Well, here is my definition:
flare: a significant increase in symptoms above what is normal for you
A flare can be different for anyone. For a start, what is normal for you will not be the same as what is normal for the next person living with Fibro. And Fibro flares are often accompanied by flares of comorbid conditions (conditions you have alongside your Fibro) - so the flare of someone with Lupus and Fibro could well be very different to the flare of someone with Migraine and Fibro.
This is topical for me as I think I'm heading into a flare, my first for 18 months. I'm incredibly lucky in that my Fibro is now usually extremely well managed - I would in fact go so far as to say that I have been in remission for a few years now as, apart from a couple of very short lived flares, I have been pretty much symptom free without daily medication.
I have had a "flare plan" for years and formulating one is something I really recommend to anyone living with Fibro. It isn't a complicated process or a formal one, it is just knowing what you need to do when you think you are heading into a flare (or are definitely in one) so as to minimise the symptoms and keep the flare as short as possible.
My flare plan always looked like this:
1. Rest more. Reduce stress. Prioritise tasks - if something isn't urgent, it can wait until I feel better. Limit outings and socialising, especially if I know it is something that will tire me.
2. Improve sleep quality.

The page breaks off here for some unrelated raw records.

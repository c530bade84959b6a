//! Tests for rendering captured and synthesized trees

use super::builder::*;
use super::*;
use crate::{ErrorKind, Result, StencilError};
use std::cell::Cell;

fn render(tree: &Node) -> String {
    render_to_string(tree, &RenderOptions::default()).unwrap()
}

/// Loop node whose writer fails after recording what it saw
struct FailingLoop {
    is_while: bool,
    seen_depth: Cell<usize>,
    seen_while: Cell<bool>,
}

impl FailingLoop {
    fn new(is_while: bool) -> Self {
        Self {
            is_while,
            seen_depth: Cell::new(0),
            seen_while: Cell::new(false),
        }
    }
}

impl SyntaxNode for FailingLoop {
    fn is_loop_statement(&self) -> bool {
        true
    }

    fn is_while_kind(&self) -> bool {
        self.is_while
    }

    fn is_statement(&self) -> bool {
        true
    }

    fn trivia(&self) -> Option<&TriviaBundle> {
        None
    }

    fn write_content(&self, renderer: &mut Renderer<'_>) -> Result<()> {
        self.seen_depth.set(renderer.loop_depth());
        self.seen_while.set(renderer.is_while_loop());
        Err(StencilError::internal_error("writer failed"))
    }
}

/// Node with configurable classification, writing a fixed token
struct Custom {
    raw: bool,
    container: bool,
    looping: bool,
    while_kind: bool,
    statement: bool,
    carries_separator: bool,
    token: &'static str,
}

impl Custom {
    fn statement(token: &'static str) -> Self {
        Self {
            raw: false,
            container: false,
            looping: false,
            while_kind: false,
            statement: true,
            carries_separator: true,
            token,
        }
    }
}

impl SyntaxNode for Custom {
    fn is_raw_text(&self) -> bool {
        self.raw
    }

    fn is_container(&self) -> bool {
        self.container
    }

    fn is_loop_statement(&self) -> bool {
        self.looping
    }

    fn is_while_kind(&self) -> bool {
        self.while_kind
    }

    fn is_statement(&self) -> bool {
        self.statement
    }

    fn can_carry_leading_separator(&self) -> bool {
        self.carries_separator
    }

    fn trivia(&self) -> Option<&TriviaBundle> {
        None
    }

    fn write_content(&self, renderer: &mut Renderer<'_>) -> Result<()> {
        renderer.write_text(self.token)?;
        renderer.expect_end_of_statement();
        Ok(())
    }
}

/// Container over arbitrary nodes
struct Sequence(Vec<Box<dyn SyntaxNode>>);

impl SyntaxNode for Sequence {
    fn is_container(&self) -> bool {
        true
    }

    fn trivia(&self) -> Option<&TriviaBundle> {
        None
    }

    fn write_content(&self, renderer: &mut Renderer<'_>) -> Result<()> {
        for node in &self.0 {
            renderer.write(node.as_ref())?;
        }
        Ok(())
    }
}

#[test]
fn test_captured_for_loop_round_trips() {
    let tree = document(vec![
        for_loop(
            ident("item").with_before(vec![ws(" ")]).with_after(vec![ws(" ")]),
            ident("items").with_before(vec![ws(" ")]).with_after(vec![ws(" ")]),
            vec![raw("Hi").captured()],
        )
        .with_before(vec![ws(" ")])
        .with_end(vec![ws(" "), end_kw(), ws(" ")]),
    ]);

    assert_eq!(render(&tree), "{{ for item in items }}Hi{{ end }}");
}

#[test]
fn test_synthesized_for_loop() {
    let tree = document(vec![for_loop(
        ident("item"),
        ident("items"),
        vec![raw("Hi")],
    )]);

    assert_eq!(render(&tree), "{{for item in items}}Hi{{end}}");
}

#[test]
fn test_adjacent_statements_get_terminator() {
    let tree = document(vec![expr(ident("x")), expr(ident("y"))]);
    assert_eq!(render(&tree), "{{x; y}}");
}

#[test]
fn test_newline_trivia_terminates_statement() {
    let tree = document(vec![
        expr(ident("x")).with_after(vec![nl()]),
        expr(ident("y")),
    ]);
    assert_eq!(render(&tree), "{{x\ny}}");
}

#[test]
fn test_semicolon_trivia_terminates_statement() {
    let tree = document(vec![
        expr(ident("x")).with_after(vec![semi()]),
        expr(ident("y")),
    ]);
    assert_eq!(render(&tree), "{{x;y}}");
}

#[test]
fn test_comment_trivia_is_replayed() {
    let tree = document(vec![
        expr(ident("x")).with_after(vec![ws(" "), comment("# note"), nl()]),
        expr(ident("y")),
    ]);
    assert_eq!(render(&tree), "{{x # note\ny}}");
}

#[test]
fn test_empty_raw_separates_code_regions() {
    let tree = document(vec![expr(ident("x")), raw(""), expr(ident("y"))]);
    assert_eq!(render(&tree), "{{x}}{{y}}");
}

#[test]
fn test_code_body_and_empty_body() {
    let tree = document(vec![for_loop(
        ident("x"),
        ident("y"),
        vec![expr(ident("x"))],
    )]);
    assert_eq!(render(&tree), "{{for x in y; x; end}}");

    let tree = document(vec![for_loop(ident("a"), ident("b"), vec![])]);
    assert_eq!(render(&tree), "{{for a in b; end}}");
}

#[test]
fn test_text_only_document() {
    let tree = document(vec![raw("just text\n")]);
    assert_eq!(render(&tree), "just text\n");
}

#[test]
fn test_strip_markers_follow_raw_trivia() {
    let tree = document(vec![
        raw("Hi").with_after(vec![ws(" ")]),
        expr(ident("x").with_after(vec![ws(" ")])).with_before(vec![ws(" ")]),
        raw("there").with_before(vec![ws(" ")]),
    ]);
    assert_eq!(render(&tree), "Hi {{~ x ~}} there");
}

#[test]
fn test_strip_marker_is_not_carried_over() {
    let tree = document(vec![
        raw("a").with_after(vec![ws(" ")]),
        expr(ident("x")),
        raw("b"),
        expr(ident("y")),
    ]);
    assert_eq!(render(&tree), "a {{~x}}b{{y}}");
}

#[test]
fn test_newline_counts_as_strippable_whitespace() {
    let tree = document(vec![
        raw("line").with_after(vec![nl()]),
        expr(ident("x")),
    ]);
    assert_eq!(render(&tree), "line\n{{~x}}");
}

#[test]
fn test_implicit_end_after_stripped_text() {
    let tree = document(vec![for_loop(
        ident("item"),
        ident("items"),
        vec![raw("Hi").with_after(vec![ws(" ")])],
    )]);
    assert_eq!(render(&tree), "{{for item in items}}Hi {{~end}}");
}

#[test]
fn test_explicit_end_replays_separator() {
    let tree = document(vec![
        for_loop(ident("x"), ident("xs"), vec![expr(ident("x"))])
            .with_end(vec![nl(), end_kw()]),
    ]);
    assert_eq!(render(&tree), "{{for x in xs; x\nend}}");
}

#[test]
fn test_explicit_end_without_separator_gets_terminator() {
    let tree = document(vec![
        for_loop(ident("x"), ident("xs"), vec![expr(ident("x"))]).with_end(vec![end_kw()]),
    ]);
    assert_eq!(render(&tree), "{{for x in xs; x; end}}");
}

#[test]
fn test_statement_after_block_is_terminated() {
    let tree = document(vec![
        for_loop(ident("x"), ident("xs"), vec![]),
        expr(ident("done")),
    ]);
    assert_eq!(render(&tree), "{{for x in xs; end; done}}");
}

#[test]
fn test_if_else_across_text() {
    let tree = document(vec![if_else(
        ident("a"),
        vec![raw("yes")],
        vec![raw("no")],
    )]);
    assert_eq!(render(&tree), "{{if a}}yes{{else}}no{{end}}");
}

#[test]
fn test_if_with_loop_control() {
    let tree = document(vec![while_loop(
        ident("go"),
        vec![if_then(ident("done"), vec![break_stmt()]), continue_stmt()],
    )]);
    assert_eq!(
        render(&tree),
        "{{while go; if done; break; end; continue; end}}"
    );
}

#[test]
fn test_loop_variable_follows_nearest_loop() {
    let tree = document(vec![while_loop(
        ident("go"),
        vec![
            for_loop(ident("x"), ident("xs"), vec![expr(loop_var("index"))]),
            expr(loop_var("index")),
        ],
    )]);
    assert_eq!(
        render(&tree),
        "{{while go; for x in xs; for.index; end; while.index; end}}"
    );
}

#[test]
fn test_loop_variable_outside_loops() {
    let tree = document(vec![expr(loop_var("index"))]);
    assert_eq!(render(&tree), "{{for.index}}");
}

#[test]
fn test_synthesized_commas() {
    let tree = document(vec![expr(array(vec![
        literal("1"),
        literal("2"),
        literal("3"),
    ]))]);
    assert_eq!(render(&tree), "{{[1, 2, 3]}}");
}

#[test]
fn test_captured_commas_are_not_duplicated() {
    let tree = document(vec![expr(array(vec![
        literal("1").with_after(vec![comma()]),
        literal("2").with_after(vec![comma(), ws(" ")]),
        literal("3"),
    ]))]);
    assert_eq!(render(&tree), "{{[1,2, 3]}}");
}

#[test]
fn test_compact_commas() {
    let tree = document(vec![expr(array(vec![ident("a"), ident("b")]))]);
    let compact = RenderOptions {
        space_after_comma: false,
        ..RenderOptions::default()
    };
    assert_eq!(render_to_string(&tree, &compact).unwrap(), "{{[a,b]}}");
}

#[test]
fn test_single_item_list_has_no_comma() {
    let tree = document(vec![expr(array(vec![literal("1")]))]);
    assert_eq!(render(&tree), "{{[1]}}");
}

#[test]
fn test_binary_spacing_options() {
    let tree = document(vec![expr(binary(ident("a"), "+", literal("1")))]);
    assert_eq!(render(&tree), "{{a + 1}}");

    let compact = RenderOptions {
        spaces_around_operators: false,
        ..RenderOptions::default()
    };
    assert_eq!(render_to_string(&tree, &compact).unwrap(), "{{a+1}}");
}

#[test]
fn test_captured_binary_keeps_source_spacing() {
    let tree = document(vec![
        expr(binary(ident("a").captured(), "+", literal("1").captured()).captured()).captured(),
    ]);
    assert_eq!(render(&tree), "{{a+1}}");
}

#[test]
fn test_escape_blocks() {
    let tree = document(vec![raw("a"), escape(1, "{{ raw }}"), raw("b")]);
    assert_eq!(render(&tree), "a{%{{{ raw }}}%}b");

    let tree = document(vec![expr(ident("x")), escape(2, "y")]);
    assert_eq!(render(&tree), "{{x}}{%%{y}%%}");
}

#[test]
fn test_escape_level_zero_is_rejected() {
    let tree = document(vec![escape(0, "x"), raw("y")]);
    let error = render_to_string(&tree, &RenderOptions::default()).unwrap_err();
    assert_eq!(error.kind(), ErrorKind::Structural);
    assert!(error.to_string().contains("escape level"));

    let tree = Node::from_json(
        r#"{"kind": "document", "children": [{"kind": "escape", "level": 0, "text": "x"}]}"#,
    )
    .unwrap();
    assert!(render_to_string(&tree, &RenderOptions::default()).is_err());
}

#[test]
fn test_render_ends_in_text_mode() {
    let tree = document(vec![expr(ident("x"))]);
    let mut output = StringOutput::new();
    let mut renderer = Renderer::new(&mut output, RenderOptions::default());

    renderer.render(&tree).unwrap();
    assert_eq!(renderer.mode(), Mode::Text);
    assert!(!renderer.is_in_code());
    drop(renderer);
    assert_eq!(output.as_str(), "{{x}}");
}

#[test]
fn test_renderer_is_reusable() {
    let first = document(vec![expr(ident("x"))]);
    let second = document(vec![raw("a").with_after(vec![ws(" ")])]);
    let mut output = StringOutput::new();
    let mut renderer = Renderer::new(&mut output, RenderOptions::default());

    renderer.render(&first).unwrap();
    renderer.render(&second).unwrap();
    drop(renderer);
    assert_eq!(output.as_str(), "{{x}}a ");
}

#[test]
fn test_writer_output_sink() {
    let tree = document(vec![raw("Hello "), expr(ident("name"))]);
    let mut output = WriterOutput::new(Vec::new());
    Renderer::new(&mut output, RenderOptions::default())
        .render(&tree)
        .unwrap();

    let bytes = output.into_inner().unwrap();
    assert_eq!(String::from_utf8(bytes).unwrap(), "Hello {{name}}");
}

#[test]
fn test_loop_stack_is_empty_after_writer_error() {
    let node = FailingLoop::new(true);
    let mut output = StringOutput::new();
    let mut renderer = Renderer::new(&mut output, RenderOptions::default());

    let error = renderer.render(&node).unwrap_err();
    assert_eq!(error.kind(), ErrorKind::Internal);
    assert_eq!(node.seen_depth.get(), 1);
    assert!(node.seen_while.get());
    assert_eq!(renderer.loop_depth(), 0);
}

#[test]
fn test_contradictory_classification_is_rejected() {
    let node = Custom {
        raw: true,
        container: true,
        ..Custom::statement("x")
    };
    let error = render_to_string(&node, &RenderOptions::default()).unwrap_err();
    assert_eq!(error.kind(), ErrorKind::Structural);

    let node = Custom {
        while_kind: true,
        ..Custom::statement("x")
    };
    let error = render_to_string(&node, &RenderOptions::default()).unwrap_err();
    assert!(error.to_string().contains("while-kind"));

    let node = Custom {
        container: true,
        looping: true,
        ..Custom::statement("x")
    };
    assert!(render_to_string(&node, &RenderOptions::default()).is_err());
}

#[test]
fn test_end_keyword_outside_closing_list_is_rejected() {
    let tree = document(vec![expr(ident("x").with_after(vec![end_kw()]))]);
    let error = render_to_string(&tree, &RenderOptions::default()).unwrap_err();
    assert_eq!(error.kind(), ErrorKind::Structural);
}

#[test]
fn test_closing_list_needs_exactly_one_end_keyword() {
    let none = document(vec![
        for_loop(ident("x"), ident("xs"), vec![]).with_end(vec![ws(" ")]),
    ]);
    assert!(render_to_string(&none, &RenderOptions::default()).is_err());

    let two = document(vec![
        for_loop(ident("x"), ident("xs"), vec![]).with_end(vec![end_kw(), end_kw()]),
    ]);
    let error = render_to_string(&two, &RenderOptions::default()).unwrap_err();
    assert!(error.to_string().contains("found 2"));
}

#[test]
fn test_statement_that_cannot_carry_separator() {
    // Writes its own newline separator, so a synthesized `; ` must not precede it
    let mut own_separator = Custom::statement("\nz");
    own_separator.carries_separator = false;
    let nodes: Vec<Box<dyn SyntaxNode>> = vec![
        Box::new(expr(ident("x"))),
        Box::new(own_separator),
        Box::new(Custom::statement("w")),
    ];
    let tree = Sequence(nodes);

    let text = render_to_string(&tree, &RenderOptions::default()).unwrap();
    assert_eq!(text, "{{x\nz; w}}");
    assert!(round_trip::check_delimiters(&text).is_empty());
}

#[test]
fn test_tree_round_trips_through_json() {
    let tree = document(vec![
        raw("Hi ").captured(),
        for_loop(ident("x"), ident("xs"), vec![expr(ident("x"))]).with_end(vec![end_kw()]),
    ]);
    let json = tree.to_json_pretty().unwrap();
    let parsed = Node::from_json(&json).unwrap();

    assert_eq!(parsed, tree);
    assert_eq!(render(&parsed), render(&tree));
}

#[test]
fn test_invalid_json_is_a_serialization_error() {
    let error = Node::from_json(r#"{"kind": "nope"}"#).unwrap_err();
    assert_eq!(error.kind(), ErrorKind::Serialization);
}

Poor sleep quality is a hallmark of Fibro and in a flare or with out-of-control Fibro, it can be a catch-22 - your body can't recover until you improve your sleep, your sleep won't improve unless you get control of your Fibro! Sleep hygiene has a part to play for many people - go to bed at a reasonable time, get up at about the same time every day and make your bedroom a restful place without stimuli (taking work, laptops, games consoles or TV to bed are unlikely to help your brain switch off). Supplements, such as valerian, can help some people. But for me, medications have been an important part in improving my sleep quality and dealing with flares. Clonazepam has been a very helpful medication for this for me, as not only does it improve sleep quality (by raising levels of GABA in the brain, it reduces the over-stimulation of the Autonomic Nervous System that is a problem with FIbro), but it also has a muscle relaxant effect, so it really helps me with the myofascial pain that often accompanies my flares.
3. Pay attention to physio. Like so many people with Fibro, I can benefit from doing a simple daily routine of stretches and basic strengthening exercises (all prescribed for me by various physios over the years). And like so many people, I forget to do this on a daily basis! But flares not only remind one to do what we should be doing, but remind us exactly why we shouldn't stop doing it!
4. Spend time in water. Hydrotherapy is the complementary therapy with the best level of evidence behind it for its use as treatment for Fibro. I certainly find warm baths and showers helpful for pain, especially I incorporate some stretches with time in the water.
5. Get a massage, I am fortunate in that I have a very experienced myofascial release specialised massage therapist in my town (Sue Perry at Two Nine O Five Pain Relief Clinic). Sue has worked in me for years now and was a big help in getting my Fibro under control. Many of my flares (especially migraine, TMJ and muscular pain) are myofascial related and I've found that MFR is the best way for me to get this under control. This is something I have to pay for privately, but we've always found it's well worth it.
6. See the doctor. If the above doesn't work, then I consider whether anything else could be happening (like this week I'm going to the GP to ask to get my vitamin D levels rechecked as they have been low in the past and it is the middle of winter!) and if not, I see my Fibro specialist for a modified Myers cocktail injection (an intramuscular injection of lidocaine and various vitamins and minerals) to give my body a boost).
This is my first flare as a mother and I knew it would be harder now. Parents of young children are often the people who struggle the most with getting control of their Fibro. As a parent, you are used to prioritising your childs needs above your own and it can hard to readjust and say to yourself and your family "I need to help myself now or I can't be the parent I want to be".
Improving sleep quality and introducing medications is tough when you have a young child that wakes at night and isn't always happy to not have their Mama available. And now my working time is limited to when I have childcare, it's harder to rejig my schedule to enable me to rest more. But we're working on it and I'm confident I'll nix this flare soon.
Update: I saw my myofascial release therapist (she's done so much extra training now she's more like an osteopath than a massage therapist!) and she identified that I had put my pelvis out of alignment when carrying my daughter awkwardly one day. I had thought it was my neck that was the problem, but my pelvis was putting my back and neck under strain, which was then flaring the Fibro. After a long treatment session and a few night's reasonable sleep, the flare started to shift! It's now definitely gone...though I now have a stinking cold thanks to my daughter!